## TASK GOAL
Filter the data for "removed" and copy matching lines.

[Stored data entries]
Segment Open

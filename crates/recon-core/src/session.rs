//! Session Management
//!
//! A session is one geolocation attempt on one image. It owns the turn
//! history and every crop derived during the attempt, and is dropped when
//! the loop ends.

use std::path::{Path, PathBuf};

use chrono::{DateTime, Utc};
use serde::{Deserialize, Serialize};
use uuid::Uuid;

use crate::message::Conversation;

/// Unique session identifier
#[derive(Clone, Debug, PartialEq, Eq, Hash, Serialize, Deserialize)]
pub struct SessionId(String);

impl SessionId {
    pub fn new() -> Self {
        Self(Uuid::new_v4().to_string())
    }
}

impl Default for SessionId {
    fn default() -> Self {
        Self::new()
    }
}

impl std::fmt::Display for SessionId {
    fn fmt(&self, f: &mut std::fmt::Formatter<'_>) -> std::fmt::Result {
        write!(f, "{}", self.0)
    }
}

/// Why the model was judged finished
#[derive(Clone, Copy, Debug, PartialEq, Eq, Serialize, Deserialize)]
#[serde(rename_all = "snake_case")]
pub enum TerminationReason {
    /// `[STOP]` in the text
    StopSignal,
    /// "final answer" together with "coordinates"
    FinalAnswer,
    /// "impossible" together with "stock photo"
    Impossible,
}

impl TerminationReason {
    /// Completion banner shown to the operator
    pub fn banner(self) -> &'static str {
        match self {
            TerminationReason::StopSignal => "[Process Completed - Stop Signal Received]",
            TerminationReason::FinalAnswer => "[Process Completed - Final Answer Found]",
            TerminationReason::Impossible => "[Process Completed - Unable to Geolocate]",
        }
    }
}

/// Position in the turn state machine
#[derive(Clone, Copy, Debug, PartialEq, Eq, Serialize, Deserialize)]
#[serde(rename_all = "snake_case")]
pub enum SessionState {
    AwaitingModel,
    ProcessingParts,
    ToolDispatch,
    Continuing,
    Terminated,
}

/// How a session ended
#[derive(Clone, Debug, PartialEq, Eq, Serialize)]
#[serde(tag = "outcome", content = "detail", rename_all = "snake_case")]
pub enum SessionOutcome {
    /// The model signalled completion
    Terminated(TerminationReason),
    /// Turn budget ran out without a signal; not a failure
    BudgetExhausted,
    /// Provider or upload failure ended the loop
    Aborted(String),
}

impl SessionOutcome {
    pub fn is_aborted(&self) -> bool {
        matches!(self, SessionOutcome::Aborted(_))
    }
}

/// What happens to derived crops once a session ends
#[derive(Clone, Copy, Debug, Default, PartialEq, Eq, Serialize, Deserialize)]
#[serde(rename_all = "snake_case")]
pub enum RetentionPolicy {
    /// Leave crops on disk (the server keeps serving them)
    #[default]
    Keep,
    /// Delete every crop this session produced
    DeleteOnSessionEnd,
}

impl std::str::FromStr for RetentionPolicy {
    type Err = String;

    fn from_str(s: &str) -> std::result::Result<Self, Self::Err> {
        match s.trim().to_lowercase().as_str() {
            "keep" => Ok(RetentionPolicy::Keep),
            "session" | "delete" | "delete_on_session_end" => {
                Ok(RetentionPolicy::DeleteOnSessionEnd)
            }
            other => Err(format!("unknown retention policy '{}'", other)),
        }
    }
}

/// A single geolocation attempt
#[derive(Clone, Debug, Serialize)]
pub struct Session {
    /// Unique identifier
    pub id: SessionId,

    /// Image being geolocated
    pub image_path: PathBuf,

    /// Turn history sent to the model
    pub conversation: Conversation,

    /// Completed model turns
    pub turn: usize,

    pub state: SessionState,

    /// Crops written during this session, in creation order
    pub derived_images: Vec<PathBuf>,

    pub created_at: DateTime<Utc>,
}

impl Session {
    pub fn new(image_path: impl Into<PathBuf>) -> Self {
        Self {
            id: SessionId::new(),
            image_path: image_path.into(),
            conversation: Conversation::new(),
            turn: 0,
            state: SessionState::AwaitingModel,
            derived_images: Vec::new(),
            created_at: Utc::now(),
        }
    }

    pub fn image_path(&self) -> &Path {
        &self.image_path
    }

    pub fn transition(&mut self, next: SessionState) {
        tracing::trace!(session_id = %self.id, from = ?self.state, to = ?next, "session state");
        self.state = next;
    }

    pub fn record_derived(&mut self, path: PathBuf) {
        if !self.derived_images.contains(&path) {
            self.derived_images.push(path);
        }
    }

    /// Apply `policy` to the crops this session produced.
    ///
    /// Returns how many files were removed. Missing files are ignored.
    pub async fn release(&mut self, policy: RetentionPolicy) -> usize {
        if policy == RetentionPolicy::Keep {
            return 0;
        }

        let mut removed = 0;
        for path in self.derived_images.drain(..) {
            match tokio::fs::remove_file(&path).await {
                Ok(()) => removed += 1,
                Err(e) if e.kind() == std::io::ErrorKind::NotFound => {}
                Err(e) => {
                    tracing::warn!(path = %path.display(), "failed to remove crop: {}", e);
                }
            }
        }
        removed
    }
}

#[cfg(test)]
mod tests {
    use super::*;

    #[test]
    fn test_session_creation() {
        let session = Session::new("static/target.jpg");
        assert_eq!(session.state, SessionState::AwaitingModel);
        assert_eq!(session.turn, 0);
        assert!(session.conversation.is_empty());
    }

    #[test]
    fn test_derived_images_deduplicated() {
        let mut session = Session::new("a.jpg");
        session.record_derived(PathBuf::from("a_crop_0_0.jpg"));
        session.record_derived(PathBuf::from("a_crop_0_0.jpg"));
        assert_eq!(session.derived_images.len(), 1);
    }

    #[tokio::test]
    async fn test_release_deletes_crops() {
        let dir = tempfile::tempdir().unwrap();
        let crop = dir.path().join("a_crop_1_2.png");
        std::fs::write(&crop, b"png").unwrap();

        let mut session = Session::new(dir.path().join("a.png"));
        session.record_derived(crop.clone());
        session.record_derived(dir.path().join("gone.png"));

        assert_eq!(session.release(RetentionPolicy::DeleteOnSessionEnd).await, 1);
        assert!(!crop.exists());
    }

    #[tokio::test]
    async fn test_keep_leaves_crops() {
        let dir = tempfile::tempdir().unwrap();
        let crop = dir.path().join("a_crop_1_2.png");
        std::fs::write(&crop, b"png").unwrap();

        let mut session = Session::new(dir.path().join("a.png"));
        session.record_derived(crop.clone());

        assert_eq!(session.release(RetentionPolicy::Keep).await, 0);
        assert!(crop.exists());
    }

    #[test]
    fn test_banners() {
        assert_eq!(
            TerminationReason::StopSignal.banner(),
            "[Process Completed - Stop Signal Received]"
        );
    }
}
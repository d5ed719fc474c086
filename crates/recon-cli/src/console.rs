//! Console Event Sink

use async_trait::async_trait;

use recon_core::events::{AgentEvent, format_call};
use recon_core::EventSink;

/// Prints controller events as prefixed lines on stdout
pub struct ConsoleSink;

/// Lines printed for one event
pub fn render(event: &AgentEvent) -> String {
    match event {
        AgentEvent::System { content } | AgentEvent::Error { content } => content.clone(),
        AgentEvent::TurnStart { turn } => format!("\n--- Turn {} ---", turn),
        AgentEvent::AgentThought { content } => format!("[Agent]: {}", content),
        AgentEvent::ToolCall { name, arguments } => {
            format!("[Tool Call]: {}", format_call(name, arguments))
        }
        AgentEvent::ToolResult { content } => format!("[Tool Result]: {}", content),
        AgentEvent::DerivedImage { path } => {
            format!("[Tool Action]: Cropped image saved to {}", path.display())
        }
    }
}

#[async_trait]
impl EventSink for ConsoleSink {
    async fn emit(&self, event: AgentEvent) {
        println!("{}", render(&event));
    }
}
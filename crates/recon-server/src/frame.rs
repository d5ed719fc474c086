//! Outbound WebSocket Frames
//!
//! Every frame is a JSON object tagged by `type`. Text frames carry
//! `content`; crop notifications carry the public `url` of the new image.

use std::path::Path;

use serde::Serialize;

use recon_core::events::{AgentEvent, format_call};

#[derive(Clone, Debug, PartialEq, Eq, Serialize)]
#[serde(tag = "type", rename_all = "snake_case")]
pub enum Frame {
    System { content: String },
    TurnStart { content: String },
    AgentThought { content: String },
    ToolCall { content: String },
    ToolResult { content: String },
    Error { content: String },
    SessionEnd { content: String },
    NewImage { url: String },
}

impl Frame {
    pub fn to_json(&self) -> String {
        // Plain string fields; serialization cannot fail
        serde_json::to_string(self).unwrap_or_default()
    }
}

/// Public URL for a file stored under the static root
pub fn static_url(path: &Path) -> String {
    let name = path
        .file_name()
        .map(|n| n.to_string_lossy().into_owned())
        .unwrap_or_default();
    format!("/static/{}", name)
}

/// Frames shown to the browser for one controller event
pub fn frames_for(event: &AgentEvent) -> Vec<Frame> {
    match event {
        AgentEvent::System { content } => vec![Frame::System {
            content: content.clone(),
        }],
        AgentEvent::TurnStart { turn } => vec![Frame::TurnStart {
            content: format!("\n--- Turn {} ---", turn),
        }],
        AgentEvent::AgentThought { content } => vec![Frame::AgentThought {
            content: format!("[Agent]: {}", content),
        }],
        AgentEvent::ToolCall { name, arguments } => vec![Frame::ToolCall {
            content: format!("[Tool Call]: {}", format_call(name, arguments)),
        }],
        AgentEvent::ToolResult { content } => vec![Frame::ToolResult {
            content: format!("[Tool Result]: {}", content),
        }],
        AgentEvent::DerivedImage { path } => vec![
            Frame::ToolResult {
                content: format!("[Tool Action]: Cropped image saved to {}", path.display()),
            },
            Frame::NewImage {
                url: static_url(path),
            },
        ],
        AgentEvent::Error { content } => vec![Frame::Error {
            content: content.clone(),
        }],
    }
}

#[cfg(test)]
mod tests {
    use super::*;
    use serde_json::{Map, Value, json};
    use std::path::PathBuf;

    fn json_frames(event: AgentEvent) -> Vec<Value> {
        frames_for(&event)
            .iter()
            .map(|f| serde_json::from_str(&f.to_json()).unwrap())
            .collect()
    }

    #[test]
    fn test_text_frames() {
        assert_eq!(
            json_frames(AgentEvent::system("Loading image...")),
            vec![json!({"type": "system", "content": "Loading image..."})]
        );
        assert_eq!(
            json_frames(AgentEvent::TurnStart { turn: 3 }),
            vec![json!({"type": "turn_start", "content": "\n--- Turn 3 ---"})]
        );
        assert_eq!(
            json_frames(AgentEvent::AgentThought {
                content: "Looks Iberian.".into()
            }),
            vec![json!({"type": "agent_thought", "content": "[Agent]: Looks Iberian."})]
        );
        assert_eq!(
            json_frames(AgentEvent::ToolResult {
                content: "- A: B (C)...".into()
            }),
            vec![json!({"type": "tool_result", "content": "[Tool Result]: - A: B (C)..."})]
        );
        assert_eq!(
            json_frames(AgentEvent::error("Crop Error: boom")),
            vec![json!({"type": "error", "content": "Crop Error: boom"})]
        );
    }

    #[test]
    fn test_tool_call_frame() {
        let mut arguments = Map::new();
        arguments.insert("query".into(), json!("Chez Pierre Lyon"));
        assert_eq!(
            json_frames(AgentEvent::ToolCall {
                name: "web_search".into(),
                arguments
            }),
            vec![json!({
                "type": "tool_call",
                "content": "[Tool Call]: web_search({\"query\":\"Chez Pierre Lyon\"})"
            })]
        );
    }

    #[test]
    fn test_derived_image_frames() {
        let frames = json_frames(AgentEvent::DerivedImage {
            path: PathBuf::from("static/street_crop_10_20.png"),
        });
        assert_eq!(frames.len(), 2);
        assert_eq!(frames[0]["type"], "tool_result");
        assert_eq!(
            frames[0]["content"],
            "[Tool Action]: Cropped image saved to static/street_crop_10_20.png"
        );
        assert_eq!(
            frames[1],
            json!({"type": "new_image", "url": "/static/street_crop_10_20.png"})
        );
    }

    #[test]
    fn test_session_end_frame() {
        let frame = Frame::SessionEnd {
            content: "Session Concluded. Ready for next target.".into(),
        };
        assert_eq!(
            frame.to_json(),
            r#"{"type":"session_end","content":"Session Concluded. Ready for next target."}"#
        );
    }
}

Segment Closed

## RESPONSE TO THE TASK
    /// Returns how many files were removed. Missing files are ignored.
        let mut removed = 0;
                Ok(()) => removed += 1,
        removed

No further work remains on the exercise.